### Exercise:
In this exercise, each record below is to be written out again exactly.

-------------------------

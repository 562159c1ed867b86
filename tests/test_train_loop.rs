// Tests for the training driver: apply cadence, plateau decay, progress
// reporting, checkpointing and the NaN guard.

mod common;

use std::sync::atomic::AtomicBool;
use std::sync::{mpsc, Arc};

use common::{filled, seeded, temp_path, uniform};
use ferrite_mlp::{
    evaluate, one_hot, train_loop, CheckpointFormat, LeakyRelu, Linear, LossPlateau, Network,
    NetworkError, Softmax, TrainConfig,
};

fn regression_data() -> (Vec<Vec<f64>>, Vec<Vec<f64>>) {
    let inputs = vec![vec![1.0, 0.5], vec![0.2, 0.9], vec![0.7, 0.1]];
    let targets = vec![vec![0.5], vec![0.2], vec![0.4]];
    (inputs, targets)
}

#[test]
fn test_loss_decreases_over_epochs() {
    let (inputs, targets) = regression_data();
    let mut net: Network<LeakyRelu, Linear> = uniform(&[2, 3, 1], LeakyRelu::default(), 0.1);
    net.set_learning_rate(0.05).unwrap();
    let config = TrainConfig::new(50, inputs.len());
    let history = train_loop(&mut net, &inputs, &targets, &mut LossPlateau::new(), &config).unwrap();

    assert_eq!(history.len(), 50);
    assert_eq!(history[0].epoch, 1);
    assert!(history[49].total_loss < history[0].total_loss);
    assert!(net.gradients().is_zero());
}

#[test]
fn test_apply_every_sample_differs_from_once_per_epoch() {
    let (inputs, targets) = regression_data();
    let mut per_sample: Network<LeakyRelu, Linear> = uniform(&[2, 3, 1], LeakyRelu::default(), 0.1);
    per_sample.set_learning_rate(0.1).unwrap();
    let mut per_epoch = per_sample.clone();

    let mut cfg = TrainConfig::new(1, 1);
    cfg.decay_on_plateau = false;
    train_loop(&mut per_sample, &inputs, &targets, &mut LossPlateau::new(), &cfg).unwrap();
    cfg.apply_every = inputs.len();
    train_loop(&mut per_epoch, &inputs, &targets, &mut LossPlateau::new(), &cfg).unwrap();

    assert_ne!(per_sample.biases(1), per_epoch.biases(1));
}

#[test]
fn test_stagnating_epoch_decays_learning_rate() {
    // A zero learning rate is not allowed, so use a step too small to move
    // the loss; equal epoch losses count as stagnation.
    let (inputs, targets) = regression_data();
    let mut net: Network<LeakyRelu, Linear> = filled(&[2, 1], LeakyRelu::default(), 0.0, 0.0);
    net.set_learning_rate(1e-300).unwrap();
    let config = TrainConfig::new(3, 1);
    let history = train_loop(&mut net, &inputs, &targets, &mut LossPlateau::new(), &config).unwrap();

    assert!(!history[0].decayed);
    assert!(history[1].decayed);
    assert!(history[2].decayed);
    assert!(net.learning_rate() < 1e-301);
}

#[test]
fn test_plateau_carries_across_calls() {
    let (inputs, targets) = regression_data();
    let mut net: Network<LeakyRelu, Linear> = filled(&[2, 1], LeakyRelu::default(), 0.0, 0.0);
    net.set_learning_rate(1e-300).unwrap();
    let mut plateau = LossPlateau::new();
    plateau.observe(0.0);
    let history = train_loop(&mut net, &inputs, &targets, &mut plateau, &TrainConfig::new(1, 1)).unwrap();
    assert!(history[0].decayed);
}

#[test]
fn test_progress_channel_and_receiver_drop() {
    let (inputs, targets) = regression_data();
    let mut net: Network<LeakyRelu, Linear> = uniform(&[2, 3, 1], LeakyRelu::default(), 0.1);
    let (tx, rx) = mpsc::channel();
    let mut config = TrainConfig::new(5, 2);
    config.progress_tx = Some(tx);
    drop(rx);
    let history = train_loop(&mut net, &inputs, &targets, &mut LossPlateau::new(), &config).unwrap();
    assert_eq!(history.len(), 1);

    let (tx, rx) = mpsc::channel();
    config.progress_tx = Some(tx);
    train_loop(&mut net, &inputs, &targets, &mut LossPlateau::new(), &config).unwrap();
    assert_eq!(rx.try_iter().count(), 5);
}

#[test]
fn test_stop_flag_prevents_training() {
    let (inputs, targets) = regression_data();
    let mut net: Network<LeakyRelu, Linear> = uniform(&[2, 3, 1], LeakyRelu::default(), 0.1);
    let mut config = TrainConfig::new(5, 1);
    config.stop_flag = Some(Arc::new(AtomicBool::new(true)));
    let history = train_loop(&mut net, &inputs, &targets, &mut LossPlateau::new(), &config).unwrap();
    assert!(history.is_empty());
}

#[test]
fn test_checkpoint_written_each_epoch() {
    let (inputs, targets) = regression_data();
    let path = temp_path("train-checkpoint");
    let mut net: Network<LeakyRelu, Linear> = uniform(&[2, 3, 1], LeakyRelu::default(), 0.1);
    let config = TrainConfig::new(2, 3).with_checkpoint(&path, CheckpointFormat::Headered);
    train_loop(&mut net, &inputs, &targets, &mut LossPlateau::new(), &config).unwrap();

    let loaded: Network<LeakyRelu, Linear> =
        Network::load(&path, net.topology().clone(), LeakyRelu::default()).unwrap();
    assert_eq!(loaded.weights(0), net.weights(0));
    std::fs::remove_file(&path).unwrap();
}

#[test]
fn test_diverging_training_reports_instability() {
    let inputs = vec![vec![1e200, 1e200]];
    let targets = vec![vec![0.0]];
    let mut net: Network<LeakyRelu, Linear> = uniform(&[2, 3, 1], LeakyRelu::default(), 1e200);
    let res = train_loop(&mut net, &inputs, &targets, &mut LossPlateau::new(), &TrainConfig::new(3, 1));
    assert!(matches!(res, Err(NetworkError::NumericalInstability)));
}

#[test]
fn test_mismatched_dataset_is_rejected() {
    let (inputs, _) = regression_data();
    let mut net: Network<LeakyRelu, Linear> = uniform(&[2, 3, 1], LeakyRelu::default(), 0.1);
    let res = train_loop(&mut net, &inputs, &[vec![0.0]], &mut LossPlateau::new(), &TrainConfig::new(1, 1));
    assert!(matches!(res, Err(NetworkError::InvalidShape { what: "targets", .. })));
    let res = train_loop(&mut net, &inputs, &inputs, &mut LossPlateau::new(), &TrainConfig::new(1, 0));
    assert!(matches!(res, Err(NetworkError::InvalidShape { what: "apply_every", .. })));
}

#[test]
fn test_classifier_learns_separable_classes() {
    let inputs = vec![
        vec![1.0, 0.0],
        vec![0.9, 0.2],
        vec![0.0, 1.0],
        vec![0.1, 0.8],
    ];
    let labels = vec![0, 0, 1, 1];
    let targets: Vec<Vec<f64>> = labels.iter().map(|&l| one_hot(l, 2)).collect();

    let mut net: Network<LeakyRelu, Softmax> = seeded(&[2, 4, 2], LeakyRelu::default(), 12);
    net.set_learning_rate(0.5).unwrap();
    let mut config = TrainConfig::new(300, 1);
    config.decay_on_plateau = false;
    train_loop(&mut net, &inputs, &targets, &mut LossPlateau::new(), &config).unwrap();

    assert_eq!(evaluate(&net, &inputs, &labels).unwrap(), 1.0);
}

-------------------------

### Response area:
repository 562159c1ed867b86
filename tests/test_train_loop.rs
// Tests for the training driver: apply cadence, plateau decay, progress
// reporting, checkpointing and the NaN guard.

mod common;

use std::sync::atomic::AtomicBool;
use std::sync::{mpsc, Arc};

use common::{filled, seeded, temp_path, uniform};
use ferrite_mlp::{
    evaluate, one_hot, train_loop, CheckpointFormat, LeakyRelu, Linear, LossPlateau, Network,
    NetworkError, Softmax, TrainConfig,
};

fn regression_data() -> (Vec<Vec<f64>>, Vec<Vec<f64>>) {
    let inputs = vec![vec![1.0, 0.5], vec![0.2, 0.9], vec![0.7, 0.1]];
    let targets = vec![vec![0.5], vec![0.2], vec![0.4]];
    (inputs, targets)
}

#[test]
fn test_loss_decreases_over_epochs() {
    let (inputs, targets) = regression_data();
    let mut net: Network<LeakyRelu, Linear> = uniform(&[2, 3, 1], LeakyRelu::default(), 0.1);
    net.set_learning_rate(0.05).unwrap();
    let config = TrainConfig::new(50, inputs.len());
    let history = train_loop(&mut net, &inputs, &targets, &mut LossPlateau::new(), &config).unwrap();

    assert_eq!(history.len(), 50);
    assert_eq!(history[0].epoch, 1);
    assert!(history[49].total_loss < history[0].total_loss);
    assert!(net.gradients().is_zero());
}

#[test]
fn test_apply_every_sample_differs_from_once_per_epoch() {
    let (inputs, targets) = regression_data();
    let mut per_sample: Network<LeakyRelu, Linear> = uniform(&[2, 3, 1], LeakyRelu::default(), 0.1);
    per_sample.set_learning_rate(0.1).unwrap();
    let mut per_epoch = per_sample.clone();

    let mut cfg = TrainConfig::new(1, 1);
    cfg.decay_on_plateau = false;
    train_loop(&mut per_sample, &inputs, &targets, &mut LossPlateau::new(), &cfg).unwrap();
    cfg.apply_every = inputs.len();
    train_loop(&mut per_epoch, &inputs, &targets, &mut LossPlateau::new(), &cfg).unwrap();

    assert_ne!(per_sample.biases(1), per_epoch.biases(1));
}

#[test]
fn test_stagnating_epoch_decays_learning_rate() {
    // A zero learning rate is not allowed, so use a step too small to move
    // the loss; equal epoch losses count as stagnation.
    let (inputs, targets) = regression_data();
    let mut net: Network<LeakyRelu, Linear> = filled(&[2, 1], LeakyRelu::default(), 0.0, 0.0);
    net.set_learning_rate(1e-300).unwrap();
    let config = TrainConfig::new(3, 1);
    let history = train_loop(&mut net, &inputs, &targets, &mut LossPlateau::new(), &config).unwrap();

    assert!(!history[0].decayed);
    assert!(history[1].decayed);
    assert!(history[2].decayed);
    assert!(net.learning_rate() < 1e-301);
}

#[test]
fn test_plateau_carries_across_calls() {
    let (inputs, targets) = regression_data();
    let mut net: Network<LeakyRelu, Linear> = filled(&[2, 1], LeakyRelu::default(), 0.0, 0.0);
    net.set_learning_rate(1e-300).unwrap();
    let mut plateau = LossPlateau::new();
    plateau.observe(0.0);
    let history = train_loop(&mut net, &inputs, &targets, &mut plateau, &TrainConfig::new(1, 1)).unwrap();
    assert!(history[0].decayed);
}

#[test]
fn test_progress_channel_and_receiver_drop() {
    let (inputs, targets) = regression_data();
    let mut net: Network<LeakyRelu, Linear> = uniform(&[2, 3, 1], LeakyRelu::default(), 0.1);
    let (tx, rx) = mpsc::channel();
    let mut config = TrainConfig::new(5, 2);
    config.progress_tx = Some(tx);
    drop(rx);
    let history = train_loop(&mut net, &inputs, &targets, &mut LossPlateau::new(), &config).unwrap();
    assert_eq!(history.len(), 1);

    let (tx, rx) = mpsc::channel();
    config.progress_tx = Some(tx);
    train_loop(&mut net, &inputs, &targets, &mut LossPlateau::new(), &config).unwrap();
    assert_eq!(rx.try_iter().count(), 5);
}

#[test]
fn test_stop_flag_prevents_training() {
    let (inputs, targets) = regression_data();
    let mut net: Network<LeakyRelu, Linear> = uniform(&[2, 3, 1], LeakyRelu::default(), 0.1);
    let mut config = TrainConfig::new(5, 1);
    config.stop_flag = Some(Arc::new(AtomicBool::new(true)));
    let history = train_loop(&mut net, &inputs, &targets, &mut LossPlateau::new(), &config).unwrap();
    assert!(history.is_empty());
}

#[test]
fn test_checkpoint_written_each_epoch() {
    let (inputs, targets) = regression_data();
    let path = temp_path("train-checkpoint");
    let mut net: Network<LeakyRelu, Linear> = uniform(&[2, 3, 1], LeakyRelu::default(), 0.1);
    let config = TrainConfig::new(2, 3).with_checkpoint(&path, CheckpointFormat::Headered);
    train_loop(&mut net, &inputs, &targets, &mut LossPlateau::new(), &config).unwrap();

    let loaded: Network<LeakyRelu, Linear> =
        Network::load(&path, net.topology().clone(), LeakyRelu::default()).unwrap();
    assert_eq!(loaded.weights(0), net.weights(0));
    std::fs::remove_file(&path).unwrap();
}

#[test]
fn test_diverging_training_reports_instability() {
    let inputs = vec![vec![1e200, 1e200]];
    let targets = vec![vec![0.0]];
    let mut net: Network<LeakyRelu, Linear> = uniform(&[2, 3, 1], LeakyRelu::default(), 1e200);
    let res = train_loop(&mut net, &inputs, &targets, &mut LossPlateau::new(), &TrainConfig::new(3, 1));
    assert!(matches!(res, Err(NetworkError::NumericalInstability)));
}

#[test]
fn test_mismatched_dataset_is_rejected() {
    let (inputs, _) = regression_data();
    let mut net: Network<LeakyRelu, Linear> = uniform(&[2, 3, 1], LeakyRelu::default(), 0.1);
    let res = train_loop(&mut net, &inputs, &[vec![0.0]], &mut LossPlateau::new(), &TrainConfig::new(1, 1));
    assert!(matches!(res, Err(NetworkError::InvalidShape { what: "targets", .. })));
    let res = train_loop(&mut net, &inputs, &inputs, &mut LossPlateau::new(), &TrainConfig::new(1, 0));
    assert!(matches!(res, Err(NetworkError::InvalidShape { what: "apply_every", .. })));
}

#[test]
fn test_classifier_learns_separable_classes() {
    let inputs = vec![
        vec![1.0, 0.0],
        vec![0.9, 0.2],
        vec![0.0, 1.0],
        vec![0.1, 0.8],
    ];
    let labels = vec![0, 0, 1, 1];
    let targets: Vec<Vec<f64>> = labels.iter().map(|&l| one_hot(l, 2)).collect();

    let mut net: Network<LeakyRelu, Softmax> = seeded(&[2, 4, 2], LeakyRelu::default(), 12);
    net.set_learning_rate(0.5).unwrap();
    let mut config = TrainConfig::new(300, 1);
    config.decay_on_plateau = false;
    train_loop(&mut net, &inputs, &targets, &mut LossPlateau::new(), &config).unwrap();

    assert_eq!(evaluate(&net, &inputs, &labels).unwrap(), 1.0);
}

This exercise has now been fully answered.